In September 1939, Lưu was assigned to move into South Vietnam continuing to lead the party's underground revolutionary activities. In November 1939, at the VI general plenum of the Communist Party's 1st Central Committee, he was admitted as a standing member into the Central Committee ("Ban Thường vụ Trung ương"). The Standing Committee of the Central Committee was the predecessor of the Politburo. At this point in time, he was one of the highest-ranked political members of the Communist Party of Vietnam.

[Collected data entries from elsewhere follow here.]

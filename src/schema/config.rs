//! Experiment configuration.

use std::path::PathBuf;

use serde::{Deserialize, Serialize};

use super::command::{CommandConfig, Vocabulary};
use crate::compute::{Morphology, SimulatorConfig, SimulatorOptions};

/// Top-level configuration for one evolutionary run.
#[derive(Debug, Clone, Serialize, Deserialize)]
pub struct ExperimentConfig {
    /// Experiment name; also the run directory prefix.
    pub name: String,
    /// Random seed for reproducibility.
    pub seed: u64,
    /// Robot body.
    #[serde(default)]
    pub morphology: Morphology,
    /// Hidden neurons in the controller.
    #[serde(default = "default_hidden_neurons")]
    pub hidden_neurons: usize,
    /// Words spoken to the robot.
    #[serde(default)]
    pub commands: CommandConfig,
    /// JSON file of word vectors.
    pub vectors: PathBuf,
    /// Physics backend.
    #[serde(default)]
    pub simulator: SimulatorConfig,
    /// Per-simulation settings.
    #[serde(default)]
    pub evaluation: EvaluationConfig,
    /// Population and stopping settings.
    #[serde(default)]
    pub population: PopulationConfig,
    /// Worker threads for evaluation (defaults to all cores).
    #[serde(default)]
    pub threads: Option<usize>,
    /// Output directory (defaults to `<name>_<seed>`).
    #[serde(default)]
    pub run_dir: Option<PathBuf>,
}

fn default_hidden_neurons() -> usize {
    5
}

/// Settings for a single simulation.
#[derive(Debug, Clone, Serialize, Deserialize)]
pub struct EvaluationConfig {
    /// Simulated time steps per command.
    #[serde(default = "default_eval_time")]
    pub eval_time: usize,
    #[serde(default)]
    pub simulator: SimulatorOptions,
}

impl Default for EvaluationConfig {
    fn default() -> Self {
        Self {
            eval_time: default_eval_time(),
            simulator: SimulatorOptions::default(),
        }
    }
}

fn default_eval_time() -> usize {
    500
}

/// Population size and stopping criteria.
#[derive(Debug, Clone, Serialize, Deserialize)]
pub struct PopulationConfig {
    /// Individuals kept after each selection round.
    #[serde(default = "default_population_size")]
    pub size: usize,
    /// Maximum number of generations.
    #[serde(default = "default_max_generations")]
    pub max_generations: usize,
    /// Wall-clock budget in hours.
    #[serde(default = "default_max_runtime_hours")]
    pub max_runtime_hours: f64,
    /// Stop once the best train fitness reaches this.
    #[serde(default)]
    pub target_fitness: Option<f32>,
}

impl Default for PopulationConfig {
    fn default() -> Self {
        Self {
            size: default_population_size(),
            max_generations: default_max_generations(),
            max_runtime_hours: default_max_runtime_hours(),
            target_fitness: None,
        }
    }
}

fn default_population_size() -> usize {
    50
}
fn default_max_generations() -> usize {
    6000
}
fn default_max_runtime_hours() -> f64 {
    12.0
}

impl ExperimentConfig {
    /// Derive a configuration from a job name.
    ///
    /// Recognised markers:
    /// `Quad` / `Twig` / `Ball` pick the body, `No_Sensors` removes sensor
    /// neurons, `1DOF` locks the SphereBot's second hinge, `HDN_nn` sets the
    /// hidden-neuron count, `Control` shuffles word vectors and `Balance`
    /// selects the balanced vocabulary.
    pub fn from_name(name: &str, seed: u64) -> Result<Self, ConfigError> {
        let sensors = !name.contains("No_Sensors");
        let morphology = if name.contains("Quad") {
            Morphology::Quadruped { sensors }
        } else if name.contains("Twig") {
            Morphology::Twig { sensors }
        } else if name.contains("Ball") {
            Morphology::SphereBot {
                sensors,
                second_joint: !name.contains("1DOF"),
            }
        } else {
            return Err(ConfigError::UnknownMorphology(name.to_string()));
        };

        let hidden_neurons = match name.find("HDN_") {
            Some(idx) => {
                let digits: String = name[idx + 4..]
                    .chars()
                    .take(2)
                    .take_while(char::is_ascii_digit)
                    .collect();
                digits
                    .parse()
                    .map_err(|_| ConfigError::InvalidHiddenNeurons(name.to_string()))?
            }
            None => default_hidden_neurons(),
        };

        let commands = CommandConfig {
            vocabulary: if name.contains("Balance") {
                Vocabulary::Balanced
            } else {
                Vocabulary::Standard
            },
            shuffle_vectors: name.contains("Control"),
            ..Default::default()
        };

        Ok(Self {
            name: name.to_string(),
            seed,
            morphology,
            hidden_neurons,
            commands,
            vectors: PathBuf::from("vectors.json"),
            simulator: SimulatorConfig::default(),
            evaluation: EvaluationConfig::default(),
            population: PopulationConfig::default(),
            threads: None,
            run_dir: None,
        })
    }

    /// Output directory for this run.
    pub fn run_dir(&self) -> PathBuf {
        self.run_dir
            .clone()
            .unwrap_or_else(|| PathBuf::from(format!("{}_{}", self.name, self.seed)))
    }

    /// Validate configuration parameters.
    pub fn validate(&self) -> Result<(), ConfigError> {
        if self.hidden_neurons == 0 {
            return Err(ConfigError::NoHiddenNeurons);
        }
        if self.evaluation.eval_time == 0 {
            return Err(ConfigError::InvalidEvalTime);
        }
        if self.population.size < 2 {
            return Err(ConfigError::PopulationTooSmall);
        }
        if !(self.population.max_runtime_hours > 0.0) {
            return Err(ConfigError::InvalidRuntime(self.population.max_runtime_hours));
        }
        if self.threads == Some(0) {
            return Err(ConfigError::InvalidThreads);
        }

        let words = self.commands.vocabulary.words();
        if words.values().all(Vec::is_empty) {
            return Err(ConfigError::EmptyVocabulary);
        }
        if words.values().flatten().any(Vec::is_empty) {
            return Err(ConfigError::EmptyCommand);
        }
        Ok(())
    }
}

/// Configuration validation errors.
#[derive(Debug, thiserror::Error)]
pub enum ConfigError {
    #[error("Cannot tell robot type from experiment name '{0}' (expected Quad, Twig or Ball)")]
    UnknownMorphology(String),
    #[error("Bad HDN_ hidden-neuron count in '{0}'")]
    InvalidHiddenNeurons(String),
    #[error("Controller needs at least one hidden neuron")]
    NoHiddenNeurons,
    #[error("Evaluation time must be positive")]
    InvalidEvalTime,
    #[error("Population size must be at least 2")]
    PopulationTooSmall,
    #[error("Runtime budget must be positive, got {0} hours")]
    InvalidRuntime(f64),
    #[error("Thread count must be positive")]
    InvalidThreads,
    #[error("Vocabulary has no commands")]
    EmptyVocabulary,
    #[error("Vocabulary contains a command with no words")]
    EmptyCommand,
}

At the VII general plenum of the Communist Party's 1st Central Committee in November 1940, he advised to postpone the planned uprising in South Vietnam.

On 22 November 1940, on his way back to Saigon, Lưu was caught and sentenced to death on 3 March 1941. He was executed along with Nguyễn Văn Cừ, Nguyễn Thị Minh Khai, Hà Huy Tập, Võ Văn Tần and Nguyễn Hữu Tiến in Bà Điểm commune, Hóc Môn District, Saigon, on 28 August 1941.

== Memorials==
Today, streets in Hanoi, Ho Chi Minh City, Thừa Thiên–Huế, Nghệ An, Đà Nẵng, Bà Rịa–Vũng Tàu and in many other places throughout Vietnam bear his name. There are schools and parks named after him, especially in Nghệ An, Huế, Haiphong and Đà Nẵng. A statue in his homeland, Yên Thành, was erected in his honor. There is also a Phan Đăng Lưu prison in Hồ Chí Minh City.